Council pans 382-unit Creekside apartments proposal that’s called ‘grotesque’ and ‘outrageous’

Developer Ted O'Hanlon wants to replace the Creekside Inn at 3400 El Camino Real with this building. The illustration is from the plans he submitted to the city.

Daily Post Staff Writer

Palo Alto City Council said tonight (Oct. 17) that a proposal to build 382 apartments next to the Barron Park neighborhood isn’t anywhere close to getting their approval, as they sided with residents who called the project “grotesque” and “outrageous.”

“It’d be foolish on our part to think we know better than the community,” Councilman Greer Stone said. “When we see so much opposition from a neighborhood, that should give all of us pause.”

Council members were unanimous against the proposal to tear down the Creekside Inn, the Driftwood Market and a restaurant to put up two apartment buildings on each side of Matadero Creek.

They agreed with residents that the 64-foot building at 3400 El Camino Real would make Matadero Avenue less safe and crowd the neighborhood streets with parked cars. They wanted to see less apartments and for the beloved Driftwood Market to stay.

“I, like many who spoke tonight, have frequented Driftwood my entire life. It’s a staple in this community,” Stone said.

Local developer Ted O’Hanlon presented the project on behalf of Oxford National Group, a Chicago-based developer. The city has to waive some of its rules to bring in much-needed affordable housing, he said.
The apartment complex would have 76 units (19.9%) with rents restricted to match a tenant’s income in Santa Clara County.

Of those, 19 units (5%) would be for people making 140% of the average income. For a couple, that means making more than $188,000, Planning Director Jonathan Lait said.

For council, that was a non-starter.

“It’s not for the janitors or for the electricians or the gardeners,” Vice Mayor Lydia Kou “Even for some teachers that’s not reachable, so I want to be very clear about that.”

Councilman Eric Filseth said the project would be for higher income tech workers, as most of the apartments would be expensive studios or one-bedrooms. The project would be a better fit by Meta’s offices, Google’s offices or in the Stanford Research Park, he said.

O’Hanlon is asking the city to waive its fees that are used to fund parks and affordable housing in other parts of the city. He said it’s necessary for the project to make a profit.

The city would collect about $21 million in fees from the developer, planner Garret Sauls said.

Kou said the request was “unconscionable.” Filseth said O’Hanlon was asking for the waiver as a negotiation tactic, and he would back down later in the process.

The meeting tonight was a “pre-screening” for council members to give feedback before a formal application is turned in.

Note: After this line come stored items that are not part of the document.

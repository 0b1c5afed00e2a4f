use std::sync::Arc;
use std::sync::atomic::{AtomicBool, Ordering};
use std::time::Duration;

use axum::{
    Router,
    extract::{
        Query, State, WebSocketUpgrade,
        ws::{self, CloseFrame, Message, Utf8Bytes, WebSocket},
    },
    response::IntoResponse,
    routing::get,
};
use futures_util::{Sink, SinkExt, StreamExt};
use serde::Deserialize;
use tracing::{error, info, warn};
use uuid::Uuid;

use bazaar_db::Database;
use bazaar_types::api::Claims;
use bazaar_types::events::{GatewayEvent, close_code};

use crate::dispatcher::Dispatcher;

pub const DEFAULT_HEARTBEAT: Duration = Duration::from_secs(15);

/// Missed pongs tolerated before a socket is dropped.
const MAX_MISSED_PONGS: u8 = 2;

#[derive(Clone)]
pub struct GatewayState {
    pub db: Arc<Database>,
    pub dispatcher: Dispatcher,
    pub jwt_secret: String,
    pub heartbeat: Duration,
}

/// Query string of `GET /gateway`. Fields are optional here so a malformed
/// request still upgrades and gets a close code instead of a bare 400.
#[derive(Debug, Default, Deserialize)]
pub struct GatewayQuery {
    pub room_id: Option<String>,
    pub user_id: Option<String>,
    pub token: Option<String>,
}

struct Admission {
    room_id: Uuid,
    user_id: String,
    last_seq: i64,
}

struct Refusal {
    code: u16,
    reason: &'static str,
}

impl Refusal {
    fn new(code: u16, reason: &'static str) -> Self {
        Self { code, reason }
    }
}

pub fn router(state: GatewayState) -> Router {
    Router::new().route("/gateway", get(room_socket)).with_state(state)
}

pub async fn room_socket(
    State(state): State<GatewayState>,
    Query(query): Query<GatewayQuery>,
    ws: WebSocketUpgrade,
) -> impl IntoResponse {
    ws.on_upgrade(move |socket| handle_connection(socket, state, query))
}

async fn handle_connection(mut socket: WebSocket, state: GatewayState, query: GatewayQuery) {
    let admission = match admit(&state, query).await {
        Ok(admission) => admission,
        Err(refusal) => {
            warn!("Refusing room socket: {} ({})", refusal.reason, refusal.code);
            let frame = CloseFrame {
                code: refusal.code,
                reason: Utf8Bytes::from_static(refusal.reason),
            };
            let _ = socket.send(Message::Close(Some(frame))).await;
            return;
        }
    };

    run_connection_loop(socket, state, admission).await;
}

/// Validate the query, the token and room membership, in that order.
async fn admit(state: &GatewayState, query: GatewayQuery) -> Result<Admission, Refusal> {
    let room_id = query
        .room_id
        .as_deref()
        .and_then(|raw| Uuid::parse_str(raw).ok())
        .ok_or(Refusal::new(close_code::BAD_QUERY, "room_id missing or malformed"))?;
    let user_id = query
        .user_id
        .filter(|id| !id.trim().is_empty())
        .ok_or(Refusal::new(close_code::BAD_QUERY, "user_id missing"))?;
    let token = query
        .token
        .ok_or(Refusal::new(close_code::BAD_QUERY, "token missing"))?;

    let claims = Claims::decode(&token, &state.jwt_secret)
        .ok_or(Refusal::new(close_code::BAD_TOKEN, "invalid token"))?;
    if claims.sub != user_id {
        return Err(Refusal::new(close_code::BAD_TOKEN, "token issued for another user"));
    }

    let db = state.db.clone();
    let room = tokio::task::spawn_blocking(move || db.get_room(room_id))
        .await
        .map_err(|e| {
            error!("Membership lookup task failed: {}", e);
            Refusal::new(ws::close_code::ERROR, "internal error")
        })?
        .map_err(|e| {
            error!("Membership lookup for room {} failed: {}", room_id, e);
            Refusal::new(ws::close_code::ERROR, "internal error")
        })?
        .ok_or(Refusal::new(close_code::UNKNOWN_ROOM, "unknown room"))?;

    if !room.members.contains(&user_id) {
        return Err(Refusal::new(close_code::NOT_MEMBER, "not a member of this room"));
    }

    Ok(Admission {
        room_id,
        user_id,
        last_seq: room.last_seq,
    })
}

async fn run_connection_loop(socket: WebSocket, state: GatewayState, admission: Admission) {
    let Admission {
        room_id,
        user_id,
        last_seq,
    } = admission;
    let (mut sender, mut receiver) = socket.split();

    // Register before Ready so nothing persisted after Ready can be missed.
    let (conn_id, mut room_rx) = state.dispatcher.register(room_id, &user_id);
    info!("{} joined room socket {} (conn {})", user_id, room_id, conn_id);

    let ready = GatewayEvent::Ready {
        room_id,
        user_id: user_id.clone(),
        last_seq,
    };
    if send_event(&mut sender, &ready).await.is_err() {
        state.dispatcher.unregister(room_id, conn_id);
        return;
    }

    let pong_received = Arc::new(AtomicBool::new(true));
    let pong_flag_send = pong_received.clone();
    let pong_flag_recv = pong_received;
    let heartbeat_every = state.heartbeat;

    let mut send_task = tokio::spawn(async move {
        let mut heartbeat = tokio::time::interval(heartbeat_every);
        heartbeat.tick().await;
        let mut missed: u8 = 0;

        loop {
            tokio::select! {
                event = room_rx.recv() => {
                    let Some(event) = event else { break };
                    if send_event(&mut sender, &event).await.is_err() {
                        break;
                    }
                }
                _ = heartbeat.tick() => {
                    if pong_flag_send.swap(false, Ordering::Acquire) {
                        missed = 0;
                    } else {
                        missed += 1;
                        if missed >= MAX_MISSED_PONGS {
                            warn!("Heartbeat timeout (missed {} pongs), dropping room socket", missed);
                            break;
                        }
                    }
                    if sender.send(Message::Ping(Default::default())).await.is_err() {
                        break;
                    }
                }
            }
        }
    });

    // Sockets are push-only; inbound frames only matter for liveness.
    let mut recv_task = tokio::spawn(async move {
        while let Some(Ok(msg)) = receiver.next().await {
            match msg {
                Message::Pong(_) => pong_flag_recv.store(true, Ordering::Release),
                Message::Close(_) => break,
                _ => {}
            }
        }
    });

    tokio::select! {
        _ = &mut send_task => recv_task.abort(),
        _ = &mut recv_task => send_task.abort(),
    }

    state.dispatcher.unregister(room_id, conn_id);
    info!("{} left room socket {} (conn {})", user_id, room_id, conn_id);
}

async fn send_event<S>(sender: &mut S, event: &GatewayEvent) -> Result<(), ()>
where
    S: Sink<Message> + Unpin,
{
    let text = match serde_json::to_string(event) {
        Ok(text) => text,
        Err(e) => {
            error!("Failed to encode gateway frame: {}", e);
            return Ok(());
        }
    };
    sender.send(Message::Text(text.into())).await.map_err(|_| ())
}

Other recent pre-screenings for apartments have seen far more positive feedback, but no applications yet. The proposals have been along San Antonio Road, next to Town and Country and at the southern end of El Camino in Palo Alto.

A large segment of Barron Park Neighborhood Association spoke against the project. Many public speakers said they support more housing, but the proposal was too large and not in the right spot.

“Please preserve our neighborhood: Send this back to the developer and tell them to start over,” resident Kelly Stafford said.

Cedric de La Beaujardiere said that by his estimation, the apartment complex could grow the Barron Park population by 15% to 30%.

Matadero Avenue is designated as a safe route to school, yet it already gets backed up and dangerous, resident Winter Dellenbach said. This project, with only two exits from the underground garage, would make the problem worse, she said.

The two-story underground garage would also cause damage to Matadero Creek, Dellenbach said. Mayor Pat Burt agreed and said the project should be further away from the water.

Stone asked City Attorney Molly Stump if the city could restrict residents of the apartment complex from parking in Barron Park.

Stump said that former Attorney General Kamala Harris ruled that it’s not appropriate to limit residents of multi-family projects from single-family neighborhoods, but her opinion is advisory. Council has broad discretion about where to draw the lines for a parking district, Stump said.


  1. “When we see so much opposition from a neighborhood, that should give all of us pause.”

    Funny, where was the City Council with this stance when it was a 5-story hotel at the Su Hong site, immediately adjacent to 50 bedrooms in a community of 117 homes?

    I guess it’s a tiered support system. Wealthier residents = more support from City Council.

    Ironically, the developer responsible for pushing that monstrosity, Mircea Voskerician, lives immediately adjacent to this development. You can imagine his position on development has reversed quite rapidly.

    • Not only that, Voskerician supported a Sand Hill Properties proposal on the CPI/Varian site. Guess this one was too close to his backyard.

  2. “It’d be foolish on our part to think we know better than the community,” Councilman Greer Stone said. “When we see so much opposition from a neighborhood, that should give all of us pause.”

    The Menlo Park city council members ahould take a lesson what it’s like to serve your residents.